*** Data for the task ***

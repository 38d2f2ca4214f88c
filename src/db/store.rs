use crate::config::Config;
use crate::db::models::{Course, Person};
use crate::db::schema::POSTGRES_INIT;
use crate::error::RosterError;
use sqlx::{PgPool, postgres::PgPoolOptions};
use std::time::Duration;
use tracing::info;

/// All SQL the service executes, behind one cloneable handle.
///
/// The pool is owned here and injected through router state; handlers never
/// see a bare connection. Concurrency correctness is delegated to Postgres —
/// the store takes no in-process locks.
#[derive(Clone)]
pub struct Store {
    pool: PgPool,
}

impl Store {
    /// Connects to the configured server, applies the schema, and returns
    /// the handle.
    pub async fn connect(cfg: &Config) -> Result<Self, RosterError> {
        let pool = PgPoolOptions::new()
            .acquire_timeout(Duration::from_secs(5))
            .connect_with(cfg.connect_options())
            .await?;

        let store = Self { pool };
        store.apply_schema().await?;
        info!("database pool initialized");
        Ok(store)
    }

    /// Wraps an existing pool. Used by tests that provision their own
    /// database.
    pub fn with_pool(pool: PgPool) -> Self {
        Self { pool }
    }

    /// Applies the DDL statement by statement. `IF NOT EXISTS` makes this
    /// safe against a pre-provisioned schema.
    pub async fn apply_schema(&self) -> Result<(), RosterError> {
        for stmt in POSTGRES_INIT.split(';') {
            let s = stmt.trim();
            if s.is_empty() {
                continue;
            }
            sqlx::query(s).execute(&self.pool).await?;
        }
        Ok(())
    }

    // -- courses ------------------------------------------------------------

    pub async fn list_courses(&self) -> Result<Vec<Course>, RosterError> {
        let rows = sqlx::query_as::<_, Course>("SELECT id, name FROM course ORDER BY id")
            .fetch_all(&self.pool)
            .await?;
        Ok(rows)
    }

    pub async fn course_by_id(&self, id: i64) -> Result<Option<Course>, RosterError> {
        let row = sqlx::query_as::<_, Course>("SELECT id, name FROM course WHERE id = $1")
            .bind(id)
            .fetch_optional(&self.pool)
            .await?;
        Ok(row)
    }

    pub async fn insert_course(&self, name: &str) -> Result<i64, RosterError> {
        let id: i64 = sqlx::query_scalar("INSERT INTO course (name) VALUES ($1) RETURNING id")
            .bind(name)
            .fetch_one(&self.pool)
            .await?;
        Ok(id)
    }

    /// Updates by id with no existence check: an absent id is a silent
    /// zero-row no-op.
    pub async fn update_course(&self, id: i64, name: &str) -> Result<(), RosterError> {
        sqlx::query("UPDATE course SET name = $1 WHERE id = $2")
            .bind(name)
            .bind(id)
            .execute(&self.pool)
            .await?;
        Ok(())
    }

    /// Idempotent delete. Membership rows referencing the course are left
    /// in place; the schema declares no foreign keys.
    pub async fn delete_course(&self, id: i64) -> Result<(), RosterError> {
        sqlx::query("DELETE FROM course WHERE id = $1")
            .bind(id)
            .execute(&self.pool)
            .await?;
        Ok(())
    }

    // -- people -------------------------------------------------------------

    /// Lists every person, issuing one membership query per row. At roster
    /// scale the N+1 shape is deliberate; batching would complicate the
    /// read path for no observable gain.
    pub async fn list_persons(&self) -> Result<Vec<Person>, RosterError> {
        let mut rows = sqlx::query_as::<_, Person>(
            "SELECT id, first_name, last_name, type, age FROM person ORDER BY id",
        )
        .fetch_all(&self.pool)
        .await?;

        for person in &mut rows {
            person.courses = self.courses_for_person(person.id).await?;
        }
        Ok(rows)
    }

    /// Lookup by primary key. Not reachable over HTTP (the single-segment
    /// person GET resolves to the name lookup), but part of the store's
    /// surface.
    pub async fn person_by_id(&self, id: i64) -> Result<Option<Person>, RosterError> {
        let row = sqlx::query_as::<_, Person>(
            "SELECT id, first_name, last_name, type, age FROM person WHERE id = $1",
        )
        .bind(id)
        .fetch_optional(&self.pool)
        .await?;

        match row {
            Some(mut person) => {
                person.courses = self.courses_for_person(person.id).await?;
                Ok(Some(person))
            }
            None => Ok(None),
        }
    }

    /// Matches either name column. When several rows match, whichever the
    /// server returns first wins; the surface has no tiebreaker.
    pub async fn person_by_name(&self, name: &str) -> Result<Option<Person>, RosterError> {
        let row = sqlx::query_as::<_, Person>(
            "SELECT id, first_name, last_name, type, age FROM person \
             WHERE first_name = $1 OR last_name = $1",
        )
        .bind(name)
        .fetch_optional(&self.pool)
        .await?;

        match row {
            Some(mut person) => {
                person.courses = self.courses_for_person(person.id).await?;
                Ok(Some(person))
            }
            None => Ok(None),
        }
    }

    pub async fn insert_person(&self, person: &Person) -> Result<i64, RosterError> {
        let id: i64 = sqlx::query_scalar(
            "INSERT INTO person (first_name, last_name, type, age) \
             VALUES ($1, $2, $3, $4) RETURNING id",
        )
        .bind(&person.first_name)
        .bind(&person.last_name)
        .bind(&person.person_type)
        .bind(person.age)
        .fetch_one(&self.pool)
        .await?;
        Ok(id)
    }

    /// Updates the four scalar columns by id; absent ids no-op silently,
    /// like `update_course`.
    pub async fn update_person(&self, id: i64, person: &Person) -> Result<(), RosterError> {
        sqlx::query(
            "UPDATE person SET first_name = $1, last_name = $2, type = $3, age = $4 \
             WHERE id = $5",
        )
        .bind(&person.first_name)
        .bind(&person.last_name)
        .bind(&person.person_type)
        .bind(person.age)
        .bind(id)
        .execute(&self.pool)
        .await?;
        Ok(())
    }

    /// Removes the person's membership rows and the person row in one
    /// transaction.
    pub async fn delete_person(&self, id: i64) -> Result<(), RosterError> {
        let mut tx = self.pool.begin().await?;
        sqlx::query("DELETE FROM person_course WHERE person_id = $1")
            .bind(id)
            .execute(&mut *tx)
            .await?;
        sqlx::query("DELETE FROM person WHERE id = $1")
            .bind(id)
            .execute(&mut *tx)
            .await?;
        tx.commit().await?;
        Ok(())
    }

    // -- course membership --------------------------------------------------

    /// Membership course ids for one person, in insertion order.
    pub async fn courses_for_person(&self, person_id: i64) -> Result<Vec<i64>, RosterError> {
        let ids: Vec<i64> =
            sqlx::query_scalar("SELECT course_id FROM person_course WHERE person_id = $1")
                .bind(person_id)
                .fetch_all(&self.pool)
                .await?;
        Ok(ids)
    }

    /// Full-replace membership sync: drop every row for the person, then
    /// insert one row per supplied course id, in list order. Never a diff.
    /// The whole replace runs in a transaction, so a failed insert rolls
    /// back to the previous membership instead of leaving a partial list.
    pub async fn replace_person_courses(
        &self,
        person_id: i64,
        courses: &[i64],
    ) -> Result<(), RosterError> {
        let mut tx = self.pool.begin().await?;
        sqlx::query("DELETE FROM person_course WHERE person_id = $1")
            .bind(person_id)
            .execute(&mut *tx)
            .await?;
        for course_id in courses {
            sqlx::query("INSERT INTO person_course (person_id, course_id) VALUES ($1, $2)")
                .bind(person_id)
                .bind(course_id)
                .execute(&mut *tx)
                .await?;
        }
        tx.commit().await?;
        Ok(())
    }
}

***

Keep the wording exact. Give all of the records again.

[Solved exercise]
repository 38d2f2ca4214f88c
filename src/db/store.rs
use crate::config::Config;
use crate::db::models::{Course, Person};
use crate::db::schema::POSTGRES_INIT;
use crate::error::RosterError;
use sqlx::{PgPool, postgres::PgPoolOptions};
use std::time::Duration;
use tracing::info;

/// All SQL the service executes, behind one cloneable handle.
///
/// The pool is owned here and injected through router state; handlers never
/// see a bare connection. Concurrency correctness is delegated to Postgres —
/// the store takes no in-process locks.
#[derive(Clone)]
pub struct Store {
    pool: PgPool,
}

impl Store {
    /// Connects to the configured server, applies the schema, and returns
    /// the handle.
    pub async fn connect(cfg: &Config) -> Result<Self, RosterError> {
        let pool = PgPoolOptions::new()
            .acquire_timeout(Duration::from_secs(5))
            .connect_with(cfg.connect_options())
            .await?;

        let store = Self { pool };
        store.apply_schema().await?;
        info!("database pool initialized");
        Ok(store)
    }

    /// Wraps an existing pool. Used by tests that provision their own
    /// database.
    pub fn with_pool(pool: PgPool) -> Self {
        Self { pool }
    }

    /// Applies the DDL statement by statement. `IF NOT EXISTS` makes this
    /// safe against a pre-provisioned schema.
    pub async fn apply_schema(&self) -> Result<(), RosterError> {
        for stmt in POSTGRES_INIT.split(';') {
            let s = stmt.trim();
            if s.is_empty() {
                continue;
            }
            sqlx::query(s).execute(&self.pool).await?;
        }
        Ok(())
    }

    // -- courses ------------------------------------------------------------

    pub async fn list_courses(&self) -> Result<Vec<Course>, RosterError> {
        let rows = sqlx::query_as::<_, Course>("SELECT id, name FROM course ORDER BY id")
            .fetch_all(&self.pool)
            .await?;
        Ok(rows)
    }

    pub async fn course_by_id(&self, id: i64) -> Result<Option<Course>, RosterError> {
        let row = sqlx::query_as::<_, Course>("SELECT id, name FROM course WHERE id = $1")
            .bind(id)
            .fetch_optional(&self.pool)
            .await?;
        Ok(row)
    }

    pub async fn insert_course(&self, name: &str) -> Result<i64, RosterError> {
        let id: i64 = sqlx::query_scalar("INSERT INTO course (name) VALUES ($1) RETURNING id")
            .bind(name)
            .fetch_one(&self.pool)
            .await?;
        Ok(id)
    }

    /// Updates by id with no existence check: an absent id is a silent
    /// zero-row no-op.
    pub async fn update_course(&self, id: i64, name: &str) -> Result<(), RosterError> {
        sqlx::query("UPDATE course SET name = $1 WHERE id = $2")
            .bind(name)
            .bind(id)
            .execute(&self.pool)
            .await?;
        Ok(())
    }

    /// Idempotent delete. Membership rows referencing the course are left
    /// in place; the schema declares no foreign keys.
    pub async fn delete_course(&self, id: i64) -> Result<(), RosterError> {
        sqlx::query("DELETE FROM course WHERE id = $1")
            .bind(id)
            .execute(&self.pool)
            .await?;
        Ok(())
    }

    // -- people -------------------------------------------------------------

    /// Lists every person, issuing one membership query per row. At roster
    /// scale the N+1 shape is deliberate; batching would complicate the
    /// read path for no observable gain.
    pub async fn list_persons(&self) -> Result<Vec<Person>, RosterError> {
        let mut rows = sqlx::query_as::<_, Person>(
            "SELECT id, first_name, last_name, type, age FROM person ORDER BY id",
        )
        .fetch_all(&self.pool)
        .await?;

        for person in &mut rows {
            person.courses = self.courses_for_person(person.id).await?;
        }
        Ok(rows)
    }

    /// Lookup by primary key. Not reachable over HTTP (the single-segment
    /// person GET resolves to the name lookup), but part of the store's
    /// surface.
    pub async fn person_by_id(&self, id: i64) -> Result<Option<Person>, RosterError> {
        let row = sqlx::query_as::<_, Person>(
            "SELECT id, first_name, last_name, type, age FROM person WHERE id = $1",
        )
        .bind(id)
        .fetch_optional(&self.pool)
        .await?;

        match row {
            Some(mut person) => {
                person.courses = self.courses_for_person(person.id).await?;
                Ok(Some(person))
            }
            None => Ok(None),
        }
    }

    /// Matches either name column. When several rows match, whichever the
    /// server returns first wins; the surface has no tiebreaker.
    pub async fn person_by_name(&self, name: &str) -> Result<Option<Person>, RosterError> {
        let row = sqlx::query_as::<_, Person>(
            "SELECT id, first_name, last_name, type, age FROM person \
             WHERE first_name = $1 OR last_name = $1",
        )
        .bind(name)
        .fetch_optional(&self.pool)
        .await?;

        match row {
            Some(mut person) => {
                person.courses = self.courses_for_person(person.id).await?;
                Ok(Some(person))
            }
            None => Ok(None),
        }
    }

    pub async fn insert_person(&self, person: &Person) -> Result<i64, RosterError> {
        let id: i64 = sqlx::query_scalar(
            "INSERT INTO person (first_name, last_name, type, age) \
             VALUES ($1, $2, $3, $4) RETURNING id",
        )
        .bind(&person.first_name)
        .bind(&person.last_name)
        .bind(&person.person_type)
        .bind(person.age)
        .fetch_one(&self.pool)
        .await?;
        Ok(id)
    }

    /// Updates the four scalar columns by id; absent ids no-op silently,
    /// like `update_course`.
    pub async fn update_person(&self, id: i64, person: &Person) -> Result<(), RosterError> {
        sqlx::query(
            "UPDATE person SET first_name = $1, last_name = $2, type = $3, age = $4 \
             WHERE id = $5",
        )
        .bind(&person.first_name)
        .bind(&person.last_name)
        .bind(&person.person_type)
        .bind(person.age)
        .bind(id)
        .execute(&self.pool)
        .await?;
        Ok(())
    }

    /// Removes the person's membership rows and the person row in one
    /// transaction.
    pub async fn delete_person(&self, id: i64) -> Result<(), RosterError> {
        let mut tx = self.pool.begin().await?;
        sqlx::query("DELETE FROM person_course WHERE person_id = $1")
            .bind(id)
            .execute(&mut *tx)
            .await?;
        sqlx::query("DELETE FROM person WHERE id = $1")
            .bind(id)
            .execute(&mut *tx)
            .await?;
        tx.commit().await?;
        Ok(())
    }

    // -- course membership --------------------------------------------------

    /// Membership course ids for one person, in insertion order.
    pub async fn courses_for_person(&self, person_id: i64) -> Result<Vec<i64>, RosterError> {
        let ids: Vec<i64> =
            sqlx::query_scalar("SELECT course_id FROM person_course WHERE person_id = $1")
                .bind(person_id)
                .fetch_all(&self.pool)
                .await?;
        Ok(ids)
    }

    /// Full-replace membership sync: drop every row for the person, then
    /// insert one row per supplied course id, in list order. Never a diff.
    /// The whole replace runs in a transaction, so a failed insert rolls
    /// back to the previous membership instead of leaving a partial list.
    pub async fn replace_person_courses(
        &self,
        person_id: i64,
        courses: &[i64],
    ) -> Result<(), RosterError> {
        let mut tx = self.pool.begin().await?;
        sqlx::query("DELETE FROM person_course WHERE person_id = $1")
            .bind(person_id)
            .execute(&mut *tx)
            .await?;
        for course_id in courses {
            sqlx::query("INSERT INTO person_course (person_id, course_id) VALUES ($1, $2)")
                .bind(person_id)
                .bind(course_id)
                .execute(&mut *tx)
                .await?;
        }
        tx.commit().await?;
        Ok(())
    }
}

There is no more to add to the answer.